Le comportement de l’agent, qualifié de refus d’exécution des ordres de service et de perturbation manifeste du bon fonctionnement de l’ancien service, a été jugé constitutif d’une faute disciplinaire grave.
II. Jurisprudences convergentes confirmant le pouvoir de l’employeur territorial
La position du Tribunal administratif de Melun s’inscrit dans une jurisprudence administrative bien établie. Ainsi, le Conseil d’État a jugé, dans son arrêt du 4 juillet 2007 (n° 279154), que l’autorité territoriale peut imposer une mutation interne sans le consentement de l’agent, à condition qu’il n’y ait ni changement de résidence administrative ni modification substantielle des fonctions.
De plus, dans un arrêt du 27 avril 2011 (CE, n° 312026), la haute juridiction a validé une sanction disciplinaire à l’encontre d’un agent ayant refusé de rejoindre son nouveau poste, en précisant que ce comportement constitue une violation du devoir d’obéissance hiérarchique.

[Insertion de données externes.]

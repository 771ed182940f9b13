//! JSON objects as form records.
//!
//! [`json_form_monitor`] registers one accessor per field of a description,
//! converting between JSON members and [`FieldValue`]s according to the
//! declared type. Used by the CLI, where records come from files.

use std::rc::Rc;

use chrono::{NaiveDate, NaiveDateTime};
use metaform_types::{FieldMetadata, FieldValue, RefreshMode, ValueType};
use serde_json::{Map, Number, Value};
use tracing::warn;
use url::Url;

use crate::error::MonitorError;
use crate::form_monitor::{FormManager, FormMonitor};
use crate::localizer::Localizer;

/// Record backed by a JSON object.
pub type JsonRecord = Map<String, Value>;

const DATE_FORMAT: &str = "%Y-%m-%d";
const TIMESTAMP_FORMAT: &str = "%Y-%m-%d %H:%M:%S";

/// Convert a JSON member to the value a field of `value_type` works with.
///
/// `null` and missing members are `None`.
pub fn from_json(value_type: &ValueType, value: &Value) -> Result<Option<FieldValue>, MonitorError> {
    if value.is_null() {
        return Ok(None);
    }
    let mismatch = || MonitorError::content(format!("expected a {} value, got {}", value_type, value));
    let converted = match value_type {
        ValueType::String | ValueType::Char => FieldValue::Text(value.as_str().ok_or_else(mismatch)?.to_string()),
        ValueType::Uri => {
            let text = value.as_str().ok_or_else(mismatch)?;
            FieldValue::Uri(Url::parse(text).map_err(|error| MonitorError::content(error.to_string()))?)
        }
        ValueType::Boolean => FieldValue::Boolean(value.as_bool().ok_or_else(mismatch)?),
        ValueType::Date => {
            let text = value.as_str().ok_or_else(mismatch)?;
            FieldValue::Date(
                NaiveDate::parse_from_str(text, DATE_FORMAT).map_err(|error| MonitorError::content(error.to_string()))?,
            )
        }
        ValueType::Timestamp => {
            let text = value.as_str().ok_or_else(mismatch)?;
            FieldValue::Timestamp(
                NaiveDateTime::parse_from_str(text, TIMESTAMP_FORMAT)
                    .map_err(|error| MonitorError::content(error.to_string()))?,
            )
        }
        ValueType::Enum(_) => FieldValue::Enum(value.as_str().ok_or_else(mismatch)?.to_string()),
        integral if integral.is_integral() => FieldValue::Integer(value.as_i64().ok_or_else(mismatch)?),
        _ => FieldValue::Numeric(value.as_f64().ok_or_else(mismatch)?),
    };
    Ok(Some(converted))
}

/// JSON representation of a field value. Non-finite numbers become `null`.
pub fn to_json(value: Option<&FieldValue>) -> Value {
    match value {
        None => Value::Null,
        Some(FieldValue::Text(text)) | Some(FieldValue::Enum(text)) => Value::String(text.clone()),
        Some(FieldValue::Boolean(flag)) => Value::Bool(*flag),
        Some(FieldValue::Integer(number)) => Value::Number((*number).into()),
        Some(FieldValue::Numeric(number)) => Number::from_f64(*number).map(Value::Number).unwrap_or(Value::Null),
        Some(FieldValue::Date(date)) => Value::String(date.format(DATE_FORMAT).to_string()),
        Some(FieldValue::Timestamp(moment)) => Value::String(moment.format(TIMESTAMP_FORMAT).to_string()),
        Some(FieldValue::Uri(url)) => Value::String(url.to_string()),
    }
}

/// Manager that accepts every change and allows closing at any time.
#[derive(Debug, Clone, Copy, Default)]
pub struct AcceptingManager;

impl FormManager<JsonRecord> for AcceptingManager {
    fn on_field(
        &self,
        _record: &mut JsonRecord,
        _field: &str,
        _old_value: Option<&FieldValue>,
        _final_check: bool,
    ) -> Result<RefreshMode, MonitorError> {
        Ok(RefreshMode::Default)
    }
}

/// Form monitor over a JSON record with an accessor for every field in `fields`.
///
/// Members that don't convert to the declared type load as `None` and are
/// reported at warn level.
pub fn json_form_monitor<M: FormManager<JsonRecord>>(
    record: JsonRecord,
    fields: &[FieldMetadata],
    manager: M,
    localizer: Rc<dyn Localizer>,
) -> FormMonitor<JsonRecord, M> {
    fields.iter().fold(FormMonitor::new(record, manager, localizer), |monitor, metadata| {
        let value_type = metadata.value_type().clone();
        let getter_name = metadata.name().to_string();
        let setter_name = getter_name.clone();
        monitor.with_field(
            metadata.name(),
            move |record: &JsonRecord| {
                let value = record.get(&getter_name)?;
                from_json(&value_type, value)
                    .inspect_err(|error| warn!(field = %getter_name, %error, "record member ignored"))
                    .ok()
                    .flatten()
            },
            move |record: &mut JsonRecord, value| {
                record.insert(setter_name.clone(), to_json(value.as_ref()));
                Ok(())
            },
        )
    })
}

#[cfg(test)]
mod tests {
    use super::*;
    use crate::form::Form;
    use crate::localizer::CatalogLocalizer;
    use crate::monitor::Monitor;
    use crate::widget::MemoryWidget;
    use serde_json::json;

    fn description() -> Vec<FieldMetadata> {
        vec![
            FieldMetadata::new("name", ValueType::String).with_format("m").unwrap(),
            FieldMetadata::new("age", ValueType::Short),
            FieldMetadata::new("since", ValueType::Date),
        ]
    }

    #[test]
    fn members_convert_by_declared_type() {
        assert_eq!(from_json(&ValueType::Int, &json!(42)).unwrap(), Some(FieldValue::Integer(42)));
        assert_eq!(from_json(&ValueType::Double, &json!(4)).unwrap(), Some(FieldValue::Numeric(4.0)));
        assert_eq!(from_json(&ValueType::String, &Value::Null).unwrap(), None);
        assert!(from_json(&ValueType::Boolean, &json!("yes")).is_err());
        assert!(from_json(&ValueType::Date, &json!("31.12.2024")).is_err());
        assert_eq!(
            to_json(Some(&FieldValue::Date(NaiveDate::from_ymd_opt(2024, 12, 31).unwrap()))),
            json!("2024-12-31")
        );
        assert_eq!(to_json(Some(&FieldValue::Numeric(f64::NAN))), Value::Null);
    }

    #[test]
    fn form_edits_flow_into_the_record() {
        let record = json!({"name": "Ann", "age": 41, "since": "2020-02-29"});
        let Value::Object(record) = record else { unreachable!() };
        let localizer: Rc<dyn Localizer> = Rc::new(CatalogLocalizer::new());
        let monitor = Rc::new(json_form_monitor(record, &description(), AcceptingManager, localizer.clone()));
        let shared: Rc<dyn Monitor> = monitor.clone();
        let mut form = Form::from_description(description(), shared, localizer, |_| MemoryWidget::new()).unwrap();
        form.show();
        assert_eq!(form.control("since").unwrap().widget().text, "2020-02-29");

        assert!(form.focus("age").unwrap());
        form.focused_mut().unwrap().widget_mut().type_text("42");
        form.focused_mut().unwrap().on_edit();
        assert!(form.release_focus());
        assert_eq!(monitor.record().get("age"), Some(&json!(42)));
    }

    #[test]
    fn unconvertible_member_loads_as_initial_value() {
        let record = json!({"age": "forty"});
        let Value::Object(record) = record else { unreachable!() };
        let localizer: Rc<dyn Localizer> = Rc::new(CatalogLocalizer::new());
        let monitor: Rc<dyn Monitor> =
            Rc::new(json_form_monitor(record, &description(), AcceptingManager, localizer.clone()));
        let mut form = Form::from_description(description(), monitor, localizer, |_| MemoryWidget::new()).unwrap();
        form.show();
        assert_eq!(form.control("age").unwrap().widget().text, "0");
    }
}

Enfin, dans une décision du 26 février 2015 (TA Versailles, n° 1405396), le juge administratif a indiqué que ni l’ancienneté de l’agent ni ses préférences personnelles ne pouvaient justifier un refus de mutation, dès lors que celle-ci est motivée par les nécessités du service.
III. Recommandations pratiques pour les DRH : anticiper et sécuriser les décisions de mobilité
Dans ce contexte, les directions des ressources humaines doivent conjuguer rigueur administrative et pédagogie. Pour prévenir et gérer les cas de refus de mutation, il est recommandé d’adopter les pratiques suivantes :
-Motiver de manière circonstanciée les décisions de mutation (réorganisation, vacance de poste, montée en compétence, etc.) ;
-Organiser un dialogue avec l’agent concerné : entretien de mobilité, accompagnement personnalisé, accès à la formation ;
-Rédiger et notifier formellement la décision d’affectation, en assurant la traçabilité des échanges ;
-En cas de refus, rappeler par écrit les obligations statutaires de l’agent et envisager une mise en demeure avant toute mesure disciplinaire.
Ces recommandations doivent s’inscrire dans une stratégie globale de gestion de la mobilité. L’éventuel recours aux forces de l’ordre ne peut être envisagé qu’en dernier ressort, lorsqu’il s’agit de préserver la sécurité des agents et la sérénité des locaux.
Le refus d’un agent territorial de rejoindre son nouveau poste dans le cadre d’une mutation interne constitue une entorse à ses obligations professionnelles. La jurisprudence, ancienne comme récente, confirme que l’autorité territoriale dispose d’une légitimité à organiser la mobilité fonctionnelle, à condition de respecter les droits statutaires. Pour les DRH, l’enjeu est de conjuguer fermeté dans l’application des règles et accompagnement individualisé des agents, afin d’éviter l’escalade conflictuelle et de sécuriser les parcours professionnels.
Avis www.naudrh.com : le jugement du Tribunal administratif de Melun vient renforcer la lisibilité des règles applicables aux mutations internes. Il souligne l’importance pour les employeurs publics de s’appuyer sur une gestion rigoureuse et documentée, tout en rappelant que la mobilité ne peut se construire sans un minimum de dialogue et de préparation. C’est une décision utile pour sécuriser les démarches des DRH tout en responsabilisant les agents sur leur devoir d’obéissance hiérarchique.